*** Excerpted records Section Begins ***

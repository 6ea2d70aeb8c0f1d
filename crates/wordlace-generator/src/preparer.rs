//! Word preparation: normalization, sampling and length validation.

use wordlace_core::{LetterFolding, Word};

use crate::{
    DEFAULT_WORD_CAP, DifficultyProfile, GenerateError, GenerationLimits, GenerationWarning, Prng,
};

/// Input of [`prepare_words`] beyond the words themselves.
#[derive(Debug, Clone, Copy)]
pub(crate) struct PrepareOptions<'a> {
    pub(crate) rows: usize,
    pub(crate) columns: usize,
    pub(crate) number_of_words: usize,
    pub(crate) profile: DifficultyProfile,
    pub(crate) folding: &'a LetterFolding,
    pub(crate) limits: &'a GenerationLimits,
}

/// Normalizes the raw words and picks the ones to place.
///
/// Words without letters and repeated words are skipped with a warning. If more
/// words are available than requested (or than [`DEFAULT_WORD_CAP`] when the
/// request is `0`), a random subset honoring the difficulty's length bounds is
/// drawn. Selected words keep their input order.
///
/// # Errors
///
/// Returns one [`GenerateError::WordTooLong`] per selected word that fits in
/// neither dimension, or [`GenerateError::NoWords`] if nothing is left.
pub(crate) fn prepare_words<S>(
    raw: &[S],
    options: &PrepareOptions<'_>,
    prng: &mut Prng,
    warnings: &mut Vec<GenerationWarning>,
) -> Result<Vec<Word>, Vec<GenerateError>>
where
    S: AsRef<str>,
{
    let candidates = normalize_all(raw, options.folding, warnings);

    let requested = match options.number_of_words {
        0 => DEFAULT_WORD_CAP,
        n => n,
    };
    let words = if requested < candidates.len() {
        sample(candidates, requested, options, prng, warnings)
    } else {
        candidates
    };

    let too_long: Vec<_> = words
        .iter()
        .filter(|word| word.len() > options.rows && word.len() > options.columns)
        .map(|word| GenerateError::WordTooLong {
            word: word.text().to_owned(),
            rows: options.rows,
            columns: options.columns,
        })
        .collect();
    if !too_long.is_empty() {
        return Err(too_long);
    }
    if words.is_empty() {
        return Err(vec![GenerateError::NoWords]);
    }
    Ok(words)
}

fn normalize_all<S>(
    raw: &[S],
    folding: &LetterFolding,
    warnings: &mut Vec<GenerationWarning>,
) -> Vec<Word>
where
    S: AsRef<str>,
{
    let mut words: Vec<Word> = Vec::with_capacity(raw.len());
    for text in raw {
        let word = Word::new(text.as_ref(), folding);
        let warning = if word.is_empty() {
            GenerationWarning::EmptyWord {
                word: word.text().to_owned(),
            }
        } else if words.iter().any(|w| w.normalized() == word.normalized()) {
            GenerationWarning::DuplicateWord {
                word: word.text().to_owned(),
            }
        } else {
            words.push(word);
            continue;
        };
        log::warn!("{warning}");
        warnings.push(warning);
    }
    words
}

fn sample(
    candidates: Vec<Word>,
    requested: usize,
    options: &PrepareOptions<'_>,
    prng: &mut Prng,
    warnings: &mut Vec<GenerationWarning>,
) -> Vec<Word> {
    let mut picked = vec![false; candidates.len()];
    let mut found = 0;
    for _ in 0..requested {
        for _ in 0..options.limits.sample_tries {
            let i = prng.index(candidates.len());
            if !picked[i] && options.profile.accepts_length(candidates[i].len()) {
                picked[i] = true;
                found += 1;
                break;
            }
        }
    }

    if found < requested {
        let warning = GenerationWarning::NotEnoughWords { requested, found };
        log::warn!("{warning}");
        warnings.push(warning);
    }

    candidates
        .into_iter()
        .zip(picked)
        .filter_map(|(word, picked)| picked.then_some(word))
        .collect()
}
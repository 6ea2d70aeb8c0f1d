//! Errors and warnings reported by generation.

use std::fmt;

use crate::{InvalidConfigError, PuzzleSeed};

/// A reason a generation run produced no puzzle.
#[derive(Debug, Clone, PartialEq, Eq, derive_more::Display, derive_more::Error, derive_more::From)]
pub enum GenerateError {
    /// The configuration is unusable.
    #[display("invalid configuration: {_0}")]
    InvalidConfig(#[from] InvalidConfigError),
    /// No word with letters is left to place.
    #[display("no usable words were given")]
    NoWords,
    /// The word is longer than both grid dimensions. No placement is attempted.
    #[display("word \"{word}\" could not be placed: it is longer than both grid dimensions ({rows}x{columns})")]
    WordTooLong {
        /// The word as given.
        word: String,
        /// Grid rows.
        rows: usize,
        /// Grid columns.
        columns: usize,
    },
    /// Every retry was exhausted without placing the word.
    #[display("word \"{word}\" could not be placed")]
    WordNotPlaced {
        /// The word as given.
        word: String,
    },
}

/// A degraded but successful outcome.
#[derive(Debug, Clone, PartialEq, Eq, derive_more::Display)]
pub enum GenerationWarning {
    /// Sampling found fewer words than requested.
    #[display("only {found} of the {requested} requested words could be selected")]
    NotEnoughWords {
        /// Requested word count.
        requested: usize,
        /// Words actually selected.
        found: usize,
    },
    /// The word was removed so the remaining words fit.
    #[display("word \"{word}\" could not be placed and was removed from the puzzle")]
    WordDropped {
        /// The word as given.
        word: String,
    },
    /// The word has no letters after normalization.
    #[display("word \"{word}\" has no letters and was ignored")]
    EmptyWord {
        /// The word as given.
        word: String,
    },
    /// The word normalizes to the same letters as an earlier one.
    #[display("word \"{word}\" is repeated and was ignored")]
    DuplicateWord {
        /// The word as given.
        word: String,
    },
}

/// A failed generation run with everything it reported.
#[derive(Debug, Clone, PartialEq, Eq, derive_more::Error)]
pub struct GenerationFailure {
    seed: PuzzleSeed,
    errors: Vec<GenerateError>,
    warnings: Vec<GenerationWarning>,
}

impl GenerationFailure {
    pub(crate) fn new(
        seed: PuzzleSeed,
        errors: Vec<GenerateError>,
        warnings: Vec<GenerationWarning>,
    ) -> Self {
        debug_assert!(!errors.is_empty());
        Self {
            seed,
            errors,
            warnings,
        }
    }

    /// Returns the seed of the failed run.
    #[must_use]
    pub fn seed(&self) -> PuzzleSeed {
        self.seed
    }

    /// Returns the errors, in the order they were found.
    #[must_use]
    pub fn errors(&self) -> &[GenerateError] {
        &self.errors
    }

    /// Returns the warnings recorded before the run failed.
    #[must_use]
    pub fn warnings(&self) -> &[GenerationWarning] {
        &self.warnings
    }
}

impl fmt::Display for GenerationFailure {
    fn fmt(&self, f: &mut fmt::Formatter<'_>) -> fmt::Result {
        write!(f, "puzzle generation failed (seed {})", self.seed)?;
        for (i, error) in self.errors.iter().enumerate() {
            let sep = if i == 0 { ": " } else { "; " };
            write!(f, "{sep}{error}")?;
        }
        Ok(())
    }
}
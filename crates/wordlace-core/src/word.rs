//! Puzzle words.

use crate::LetterFolding;

/// Identifies a word within one generation run.
///
/// The id is the word's index in the prepared word list.
#[derive(
    Debug, Clone, Copy, Default, PartialEq, Eq, PartialOrd, Ord, Hash, derive_more::Display,
)]
#[display("#{_0}")]
pub struct WordId(usize);

impl WordId {
    /// Creates an id from a list index.
    #[must_use]
    pub const fn new(index: usize) -> Self {
        Self(index)
    }

    /// Returns the list index.
    #[must_use]
    pub const fn index(self) -> usize {
        self.0
    }
}

/// A word as given by the caller together with its normalized letters.
///
/// # Examples
///
/// ```
/// use wordlace_core::{LetterFolding, Word};
///
/// let word = Word::new("Café crème", &LetterFolding::default());
/// assert_eq!(word.text(), "Café crème");
/// assert_eq!(word.normalized(), "CAFECREME");
/// assert_eq!(word.len(), 9);
/// ```
#[derive(Debug, Clone, PartialEq, Eq)]
pub struct Word {
    text: String,
    normalized: String,
    letters: Vec<char>,
}

impl Word {
    /// Normalizes `text` with `folding`.
    #[must_use]
    pub fn new(text: &str, folding: &LetterFolding) -> Self {
        let text = text.trim().to_owned();
        let normalized = folding.normalize(&text);
        let letters = normalized.chars().collect();
        Self {
            text,
            normalized,
            letters,
        }
    }

    /// Returns the original text, trimmed.
    #[must_use]
    pub fn text(&self) -> &str {
        &self.text
    }

    /// Returns the normalized text.
    #[must_use]
    pub fn normalized(&self) -> &str {
        &self.normalized
    }

    /// Returns the normalized letters.
    #[must_use]
    pub fn letters(&self) -> &[char] {
        &self.letters
    }

    /// Returns the number of normalized letters.
    #[must_use]
    pub fn len(&self) -> usize {
        self.letters.len()
    }

    /// Returns `true` if normalization left no letters.
    #[must_use]
    pub fn is_empty(&self) -> bool {
        self.letters.is_empty()
    }
}

#[cfg(test)]
mod tests {
    use super::*;

    #[test]
    fn test_len_counts_letters_not_bytes() {
        let word = Word::new("ñoño", &LetterFolding::default());
        assert_eq!(word.normalized(), "ÑOÑO");
        assert_eq!(word.len(), 4);
        assert_eq!(word.letters(), ['Ñ', 'O', 'Ñ', 'O']);
    }

    #[test]
    fn test_empty_after_normalization() {
        let word = Word::new(" -- ", &LetterFolding::default());
        assert!(word.is_empty());
        assert_eq!(word.text(), "--");
    }

    #[test]
    fn test_word_id_display() {
        assert_eq!(WordId::new(3).to_string(), "#3");
        assert_eq!(WordId::new(3).index(), 3);
    }
}
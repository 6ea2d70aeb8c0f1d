//! Property tests for what the text views reveal.
//!
//! - A fill-in puzzle shows exactly its hint letters.
//! - A word search shows a letter in every cell, word letters and filler alike.
//! - A solution shows every word letter and nothing else.

use proptest::prelude::*;
use wordlace_core::{CellTags, Position};
use wordlace_generator::{GeneratedPuzzle, PuzzleConfig, PuzzleGenerator, PuzzleKind, PuzzleSeed};
use wordlace_render::{PuzzleView, text};

const POOL: [&str; 10] = [
    "anchor", "bridge", "canyon", "dolphin", "ember", "falcon", "glacier", "harbor", "island",
    "jungle",
];

fn glyphs(text: &str) -> Vec<Vec<char>> {
    text.lines()
        .map(|line| line.split(' ').filter_map(|g| g.chars().next()).collect())
        .collect()
}

fn glyph_at(glyphs: &[Vec<char>], pos: Position) -> char {
    glyphs[pos.row][pos.column]
}

fn check_views(puzzle: &GeneratedPuzzle) {
    let view = PuzzleView::new(puzzle);
    let shown = glyphs(&view.puzzle_as_text());
    let solution = glyphs(&view.solution_as_text());
    let grid = puzzle.grid();
    assert_eq!(shown.len(), grid.rows());
    assert_eq!(solution.len(), grid.rows());

    for pos in grid.positions() {
        let cell = &grid[pos];
        let expected = match puzzle.kind() {
            PuzzleKind::WordSearch => cell.letter(),
            PuzzleKind::FillIn => cell
                .letter()
                .filter(|_| cell.tags().contains(CellTags::HINT)),
        };
        let puzzle_glyph = glyph_at(&shown, pos);
        match expected {
            Some(letter) => assert_eq!(puzzle_glyph, letter),
            None => assert!(puzzle_glyph == text::HIDDEN || puzzle_glyph == text::BLANK),
        }

        let solution_glyph = glyph_at(&solution, pos);
        if cell.tags().contains(CellTags::LETTER) {
            assert_eq!(Some(solution_glyph), cell.letter());
        } else {
            assert_eq!(solution_glyph, text::BLANK);
        }
    }
}

proptest! {
    #![proptest_config(ProptestConfig::with_cases(48))]

    #[test]
    fn views_reveal_only_what_they_should(
        fill_in in any::<bool>(),
        words in proptest::sample::subsequence(POOL.to_vec(), 1..=6),
        rows in 8usize..16,
        columns in 8usize..16,
        seed in any::<i64>(),
    ) {
        let kind = if fill_in { PuzzleKind::FillIn } else { PuzzleKind::WordSearch };
        let generator = PuzzleGenerator::new(PuzzleConfig {
            kind,
            rows,
            columns,
            ..PuzzleConfig::default()
        });
        if let Ok(puzzle) = generator.generate_with_seed(&words, PuzzleSeed::from(seed)) {
            check_views(&puzzle);
        }
    }
}
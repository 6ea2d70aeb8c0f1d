//! Placement records and the rollback snapshot.

use wordlace_core::{Grid, Orientation, Position, WordId};

/// Where and how a word was laid on the grid.
///
/// # Examples
///
/// ```
/// use wordlace_core::{Orientation, Position};
/// use wordlace_generator::{Difficulty, PuzzleConfig, PuzzleGenerator, PuzzleSeed};
///
/// let generator = PuzzleGenerator::new(PuzzleConfig {
///     difficulty: Difficulty::Easy,
///     ..PuzzleConfig::default()
/// });
/// let puzzle = generator.generate_with_seed(&["rust"], PuzzleSeed::from(1))?;
/// let placed = &puzzle.placements()[0];
/// assert_eq!(placed.len(), 4);
/// assert!(!placed.is_reversed()); // easy puzzles never reverse words
/// # Ok::<(), wordlace_generator::GenerationFailure>(())
/// ```
#[derive(Debug, Clone, PartialEq, Eq)]
pub struct PlacedWord {
    id: WordId,
    start: Position,
    orientation: Orientation,
    reversed: bool,
    len: usize,
}

impl PlacedWord {
    pub(crate) fn new(
        id: WordId,
        start: Position,
        orientation: Orientation,
        reversed: bool,
        len: usize,
    ) -> Self {
        Self {
            id,
            start,
            orientation,
            reversed,
            len,
        }
    }

    /// Returns the word id.
    #[must_use]
    pub fn id(&self) -> WordId {
        self.id
    }

    /// Returns the first cell in grid order.
    #[must_use]
    pub fn start(&self) -> Position {
        self.start
    }

    /// Returns the orientation.
    #[must_use]
    pub fn orientation(&self) -> Orientation {
        self.orientation
    }

    /// Returns `true` if the word is read against its orientation's step.
    #[must_use]
    pub fn is_reversed(&self) -> bool {
        self.reversed
    }

    /// Returns the number of letters.
    #[must_use]
    pub fn len(&self) -> usize {
        self.len
    }

    /// Returns `true` for a word without letters; placed words always have some.
    #[must_use]
    pub fn is_empty(&self) -> bool {
        self.len == 0
    }

    /// Returns the word's cells in reading order.
    #[must_use]
    pub fn reading_cells(&self) -> Vec<Position> {
        let mut cells = line_positions(self.start, self.orientation, self.len).unwrap_or_default();
        if self.reversed {
            cells.reverse();
        }
        cells
    }

    pub(crate) fn shift(&mut self, (d_row, d_column): (isize, isize)) {
        if let Some(start) = self.start.offset(d_row, d_column) {
            self.start = start;
        }
    }
}

/// A cell shared by several words, remembered for hint selection.
#[derive(Debug, Clone, PartialEq, Eq)]
pub(crate) struct CrossRecord {
    pub(crate) position: Position,
    pub(crate) words: Vec<WordId>,
}

/// Everything a placement attempt mutates, cloned as a rollback snapshot.
#[derive(Debug, Clone, PartialEq, Eq)]
pub(crate) struct PlacementState {
    pub(crate) grid: Grid,
    pub(crate) crosses: Vec<CrossRecord>,
    pub(crate) placed: Vec<PlacedWord>,
}

impl PlacementState {
    pub(crate) fn new(rows: usize, columns: usize) -> Self {
        Self {
            grid: Grid::new(rows, columns),
            crosses: Vec::new(),
            placed: Vec::new(),
        }
    }

    /// Records a crossing at `position`, replacing the word list of an existing
    /// record at the same cell.
    pub(crate) fn record_cross(&mut self, position: Position, words: &[WordId]) {
        match self.crosses.iter_mut().find(|c| c.position == position) {
            Some(record) => {
                record.words.clear();
                record.words.extend_from_slice(words);
            }
            None => self.crosses.push(CrossRecord {
                position,
                words: words.to_vec(),
            }),
        }
    }

    /// Returns the number of distinct orientations among placed words.
    pub(crate) fn distinct_orientations(&self) -> usize {
        Orientation::ALL
            .into_iter()
            .filter(|o| self.placed.iter().any(|p| p.orientation == *o))
            .count()
    }
}

/// Returns the `len` positions from `start` along `orientation`, or `None` if the
/// line leaves the grid through the top or the left edge.
pub(crate) fn line_positions(
    start: Position,
    orientation: Orientation,
    len: usize,
) -> Option<Vec<Position>> {
    let (d_row, d_column) = orientation.step();
    (0..len)
        .map(|i| {
            let i = isize::try_from(i).ok()?;
            start.offset(d_row * i, d_column * i)
        })
        .collect()
}

#[cfg(test)]
mod tests {
    use super::*;

    #[test]
    fn test_line_positions() {
        assert_eq!(
            line_positions(Position::new(2, 0), Orientation::DiagonalUp, 3),
            Some(vec![
                Position::new(2, 0),
                Position::new(1, 1),
                Position::new(0, 2)
            ])
        );
        assert_eq!(
            line_positions(Position::new(1, 0), Orientation::DiagonalUp, 3),
            None
        );
    }

    #[test]
    fn test_reading_cells_follow_reversal() {
        let placed = PlacedWord::new(
            WordId::new(0),
            Position::new(0, 1),
            Orientation::Horizontal,
            true,
            3,
        );
        assert_eq!(
            placed.reading_cells(),
            [
                Position::new(0, 3),
                Position::new(0, 2),
                Position::new(0, 1)
            ]
        );
    }

    #[test]
    fn test_record_cross_merges_by_position() {
        let mut state = PlacementState::new(3, 3);
        let pos = Position::new(1, 1);
        state.record_cross(pos, &[WordId::new(0), WordId::new(1)]);
        state.record_cross(Position::new(0, 0), &[WordId::new(2), WordId::new(1)]);
        state.record_cross(pos, &[WordId::new(0), WordId::new(1), WordId::new(3)]);
        assert_eq!(state.crosses.len(), 2);
        assert_eq!(
            state.crosses[0].words,
            [WordId::new(0), WordId::new(1), WordId::new(3)]
        );
    }

    #[test]
    fn test_shift() {
        let mut placed = PlacedWord::new(
            WordId::new(0),
            Position::new(3, 3),
            Orientation::Vertical,
            false,
            2,
        );
        placed.shift((-2, 1));
        assert_eq!(placed.start(), Position::new(1, 4));
    }
}
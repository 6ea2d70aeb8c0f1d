use wordlace_core::{Grid, Position, Word, WordId};

use crate::{Difficulty, GenerationWarning, PlacedWord, PuzzleKind, PuzzleSeed};

/// A finished puzzle.
///
/// The grid holds the solution. Which cells a reader of the puzzle gets to see
/// depends on the cell tags: filler and word letters of a word search look the
/// same, and a fill-in puzzle only reveals its [`CellTags::HINT`] cells.
///
/// [`CellTags::HINT`]: wordlace_core::CellTags::HINT
#[derive(Debug, Clone, PartialEq, Eq)]
pub struct GeneratedPuzzle {
    kind: PuzzleKind,
    seed: PuzzleSeed,
    difficulty: Difficulty,
    grid: Grid,
    words: Vec<Word>,
    placements: Vec<PlacedWord>,
    warnings: Vec<GenerationWarning>,
}

impl GeneratedPuzzle {
    pub(crate) fn new(
        kind: PuzzleKind,
        seed: PuzzleSeed,
        difficulty: Difficulty,
        grid: Grid,
        words: Vec<Word>,
        placements: Vec<PlacedWord>,
        warnings: Vec<GenerationWarning>,
    ) -> Self {
        Self {
            kind,
            seed,
            difficulty,
            grid,
            words,
            placements,
            warnings,
        }
    }

    /// Returns the puzzle variant.
    #[must_use]
    pub fn kind(&self) -> PuzzleKind {
        self.kind
    }

    /// Returns the seed that reproduces this puzzle.
    #[must_use]
    pub fn seed(&self) -> PuzzleSeed {
        self.seed
    }

    /// Returns the difficulty the puzzle was generated with.
    #[must_use]
    pub fn difficulty(&self) -> Difficulty {
        self.difficulty
    }

    /// Returns the solution grid.
    #[must_use]
    pub fn grid(&self) -> &Grid {
        &self.grid
    }

    /// Returns the placed words in input order.
    ///
    /// Words dropped during placement are not included.
    pub fn words(&self) -> impl Iterator<Item = &Word> {
        self.words
            .iter()
            .enumerate()
            .filter(|(i, _)| self.placement(WordId::new(*i)).is_some())
            .map(|(_, word)| word)
    }

    /// Returns the prepared word with the given id, placed or not.
    #[must_use]
    pub fn word(&self, id: WordId) -> Option<&Word> {
        self.words.get(id.index())
    }

    /// Returns the placement records in placement order.
    #[must_use]
    pub fn placements(&self) -> &[PlacedWord] {
        &self.placements
    }

    /// Returns the placement record of a word, or `None` if it was dropped.
    #[must_use]
    pub fn placement(&self, id: WordId) -> Option<&PlacedWord> {
        self.placements.iter().find(|placed| placed.id() == id)
    }

    /// Returns the cells of a placed word in reading order.
    #[must_use]
    pub fn word_cells(&self, id: WordId) -> Option<Vec<Position>> {
        self.placement(id).map(PlacedWord::reading_cells)
    }

    /// Returns the warnings of the run that produced this puzzle.
    #[must_use]
    pub fn warnings(&self) -> &[GenerationWarning] {
        &self.warnings
    }
}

*** Excerpted records Section Ends ***

Prompt - Return every line in the records that includes the string "PuzzleConfig".

Task answer -
use wordlace_generator::{GeneratedPuzzle, PuzzleConfig, PuzzleGenerator, PuzzleKind, PuzzleSeed};
        let generator = PuzzleGenerator::new(PuzzleConfig {
            ..PuzzleConfig::default()
/// use wordlace_generator::{Difficulty, PuzzleConfig, PuzzleGenerator, PuzzleSeed};
/// let generator = PuzzleGenerator::new(PuzzleConfig {
///     ..PuzzleConfig::default()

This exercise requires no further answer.